Christiane von Websky: We want to positively influence the integration climate by raising awareness about the chances of immigration. Above all, this should strengthen social cohesion in Germany and enable all people to participate in society. An effective way to achieve this is through successful education. Our commitment to equal opportunities involves the entire society in Germany – including the newly immigrated refugees.
Immigrant students are often doubly disadvantaged by their migrant background and their social background, which is why we look at both in our educational projects. Because integration can only succeed through successful participation in education.
How do you want to achieve your integration goals and how exactly do you support people with a migrant background?
Christiane von Websky: Together with our partners, we are developing projects with a model character that have the potential to expand further. It is important to us not only to act selectively, but to develop innovative and implementable concepts that are transferable. We are guided by the question of what schools and teachers must do to master the challenges of increasing diversity in the classroom . One focus of our work is, for example, language training, which we take into consideration with our partner company, the Mercator Institute for Language Education and German as a Second Language, among others.
How do you specifically encourage people who have a migration background themselves, for example through their own projects for more integration?

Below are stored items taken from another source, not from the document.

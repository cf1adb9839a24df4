//! Terminal output for command results.

use std::path::Path;

use owo_colors::OwoColorize;

use texreport::Error;

pub struct ReportPrinter {
    pub color: bool,
}

impl ReportPrinter {
    pub fn path(&self, path: &Path) {
        if self.color {
            println!("{}", path.display().green());
        } else {
            println!("{}", path.display());
        }
    }

    /// Describe `err` on stderr, listing extracted LaTeX errors one per line.
    pub fn failure(&self, err: &Error) {
        if self.color {
            eprintln!("{} {}", "error:".red().bold(), err);
        } else {
            eprintln!("error: {}", err);
        }
        for line in err.latex_errors() {
            if self.color {
                eprintln!("  {} {}", "!".red(), line.yellow());
            } else {
                eprintln!("  ! {}", line);
            }
        }
    }
}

Christiane von Websky: Social participation, which should be possible for all people living in Germany, also means for us that everyone should work for a positive integration climate. We therefore encourage – especially young people – to actively engage in discourse, for example with the Young Islam Conference. There, religious and non-religious young people from immigrant and non-immigrant backgrounds come together to discuss their lives in Germany or in their city, to learn more about each other and to give their own impulses for living together in diversity in politics and administration .
What successes have you already achieved with your projects? Is there an example that you have particularly remembered?
Christiane von Websky: Through our studies, we succeed time and again to contribute to the objectification of the debate on immigration. Prejudices are often caused by ignorance . We communicate the results of our studies widely, derive recommendations for action and pass these on to politicians, administrators and teachers. For example, in our most recent “Diversity in the classroom” study, very concrete, hands-on approaches to teaching came out to show how good performance can be fostered by students with a migrant background.
What approaches do you see both socially and politically in order to further promote the integration of people with a migration background in Germany and to create more equal opportunities?
Christiane von Websky: Above all, teachers and educational staff must be prepared for an ethnically and socially diverse school and student body and the associated requirements targeted in education and training. We are currently developing a degree program together with the University of Duisburg Essen, which should also professionalize teachers in the areas of language development, trauma coping and dealing with diversity. The goal is to alleviate educational disadvantages of immigrant and / or disadvantaged students through an intercultural and religion-sensitive attitude of the teaching staff.
Thank you for the interview, Ms. von Websky.